= Victoria Casey =

New Zealand lawyer (c. 2010s)

Victoria Casey is a lawyer and King's Counsel from Wellington, New Zealand.

Graduating from the University of Auckland, Casey was admitted to the bar in 1988, and worked for Bell Gully until 2002. From 2002, she worked at the law firm Meredith Connell, leaving there in 2003 to join the independent bar. In 2008, she was appointed Crown Counsel at Crown Law. Upon returning to the independent bar in 2012, she began specialising in public law, commercial law, and commercial–regulatory litigation.

Throughout 2015, she was the representative for Lecretia Seales, a terminally ill lawyer with a brain tumour who sought to voluntarily end her life, a case which culminated in the legislation of euthanasia in New Zealand. Casey was appointed as a Queen's Counsel in Wellington in 2016, the role in which she remains.

==Career==
Casey graduated from the University of Auckland and was admitted to the bar in 1988. Shortly after graduating, she worked at the Auckland and Wellington offices of Bell Gully, a New Zealand law firm.
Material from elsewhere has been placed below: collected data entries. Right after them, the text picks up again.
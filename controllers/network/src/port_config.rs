//! Port config reconciliation
//!
//! Mirrors a port-group's default VLAN into
//! `status.defaultPortConfig` and derives the `PortGroupFailure`,
//! `VlanConfigInvalid` and `IPPoolPressure` conditions. A failed query only
//! raises `PortGroupFailure`; everything observed earlier is left in place
//! until the next successful query.

use chrono::{DateTime, Utc};
use crds::{
    join_field_errors, set_condition, validate_vlan, vds_reasons, ConditionStatus,
    VSphereDistributedNetwork, VSphereDistributedNetworkCondition,
    VSphereDistributedNetworkConditionType as ConditionType, VSphereDistributedNetworkStatus,
    VSphereDistributedPortConfig, VlanSpec,
};
use vsphere_client::{IPPoolUsage, PortGroupInfo, PortGroupVlan, VSphereError};

use crate::config::DEFAULT_PRESSURE_THRESHOLD;

/// Tunables for port config reconciliation
#[derive(Debug, Clone, Copy, PartialEq)]
pub struct PortConfigPolicy {
    /// Free-address ratio strictly below which `IPPoolPressure` is raised
    pub pressure_threshold: f64,
}

impl Default for PortConfigPolicy {
    fn default() -> Self {
        Self {
            pressure_threshold: DEFAULT_PRESSURE_THRESHOLD,
        }
    }
}

/// Result of one reconciliation pass
#[derive(Debug, Clone, PartialEq)]
pub struct PortConfigOutcome {
    /// Status to write back
    pub status: VSphereDistributedNetworkStatus,
    /// Conditions asserted during this pass, in evaluation order
    pub asserted: Vec<VSphereDistributedNetworkCondition>,
    /// Whether `status` differs from the object's current status
    pub changed: bool,
}

/// Convert a port-group VLAN setting into its `VlanSpec` form
pub fn vlan_from_port_group(vlan: &PortGroupVlan) -> VlanSpec {
    match vlan {
        PortGroupVlan::Standard { vlan_id } => VlanSpec::standard(*vlan_id),
        PortGroupVlan::Trunk { ranges } => VlanSpec::trunk(ranges.iter().map(|r| (r.start, r.end))),
        PortGroupVlan::Private { pvlan_id } => VlanSpec::private(*pvlan_id),
    }
}

/// Aggregate free/total ratio over all pools, `None` without samples.
///
/// A pool set with zero total addresses counts as fully exhausted.
pub fn free_ratio(samples: &[IPPoolUsage]) -> Option<f64> {
    if samples.is_empty() {
        return None;
    }
    let (free, total) = pool_totals(samples);
    if total == 0 {
        return Some(0.0);
    }
    Some(free as f64 / total as f64)
}

/// Summed `(free, total)` addresses; each pool's free count is capped at its total.
fn pool_totals(samples: &[IPPoolUsage]) -> (u64, u64) {
    samples.iter().fold((0, 0), |(free, total), s| {
        (
            free + s.free_addresses.min(s.total_addresses),
            total + s.total_addresses,
        )
    })
}

fn pressure_condition(samples: &[IPPoolUsage], threshold: f64) -> VSphereDistributedNetworkCondition {
    let Some(ratio) = free_ratio(samples) else {
        return VSphereDistributedNetworkCondition::new(
            ConditionType::IPPoolPressure,
            ConditionStatus::False,
            vds_reasons::NO_POOL_USAGE,
            "port-group reported no IP pool usage",
        );
    };

    let (free, total) = pool_totals(samples);
    let message = format!(
        "{} of {} addresses free ({:.1}%) across {} pool(s)",
        free,
        total,
        ratio * 100.0,
        samples.len()
    );

    if ratio < threshold {
        VSphereDistributedNetworkCondition::new(
            ConditionType::IPPoolPressure,
            ConditionStatus::True,
            vds_reasons::LOW_FREE_ADDRESSES,
            message,
        )
    } else {
        VSphereDistributedNetworkCondition::new(
            ConditionType::IPPoolPressure,
            ConditionStatus::False,
            vds_reasons::SUFFICIENT_FREE_ADDRESSES,
            message,
        )
    }
}

/// Reconcile the status of `network` against the outcome of a port-group query.
///
/// Pure: the query has already been performed by the caller.
pub fn reconcile_port_config(
    network: &VSphereDistributedNetwork,
    query: &Result<PortGroupInfo, VSphereError>,
    policy: &PortConfigPolicy,
    now: DateTime<Utc>,
) -> PortConfigOutcome {
    let mut status = network.status.clone().unwrap_or_default();
    let mut asserted = Vec::new();

    match query {
        Err(e) => {
            let reason = if e.is_not_found() {
                vds_reasons::PORT_GROUP_NOT_FOUND
            } else {
                vds_reasons::PORT_GROUP_QUERY_FAILED
            };
            asserted.push(VSphereDistributedNetworkCondition::new(
                ConditionType::PortGroupFailure,
                ConditionStatus::True,
                reason,
                format!("port-group {}: {}", network.spec.port_group_id, e),
            ));
        }
        Ok(info) => {
            asserted.push(VSphereDistributedNetworkCondition::new(
                ConditionType::PortGroupFailure,
                ConditionStatus::False,
                vds_reasons::PORT_GROUP_AVAILABLE,
                "",
            ));

            if let Some(vlan) = &info.vlan {
                let observed = vlan_from_port_group(vlan);
                let errors = validate_vlan(&observed);
                asserted.push(if errors.is_empty() {
                    VSphereDistributedNetworkCondition::new(
                        ConditionType::VlanConfigInvalid,
                        ConditionStatus::False,
                        vds_reasons::OBSERVED_VLAN_VALID,
                        "",
                    )
                } else {
                    VSphereDistributedNetworkCondition::new(
                        ConditionType::VlanConfigInvalid,
                        ConditionStatus::True,
                        vds_reasons::OBSERVED_VLAN_INVALID,
                        join_field_errors(&errors),
                    )
                });

                status.default_port_config = Some(VSphereDistributedPortConfig {
                    vlan: Some(observed),
                });
            }

            asserted.push(pressure_condition(&info.ip_pool_usage, policy.pressure_threshold));
        }
    }

    let mut changed = false;
    for condition in &asserted {
        changed |= set_condition(&mut status.conditions, condition.clone(), now);
    }
    changed |= network.status.as_ref().map(|s| &s.default_port_config)
        != Some(&status.default_port_config);

    PortConfigOutcome {
        status,
        asserted,
        changed,
    }
}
In 2002, Casey joined the firm Meredith Connell, remaining there until 2003, where she joined the independent bar. She was appointed Crown Counsel at Crown Law in 2008. In 2012, Casey returned to the independent bar, where she specialised in areas including public law, commercial law and commercial–regulatory litigation. In 2015, Casey acted on behalf of the vulnerable persons umbrella group CARE Alliance in the high-profile case of Lecretia Seales, a terminally ill lawyer with a brain tumour who sought legal medical assistance to end her life. She was appointed as a Queen's Counsel in Wellington in 2016.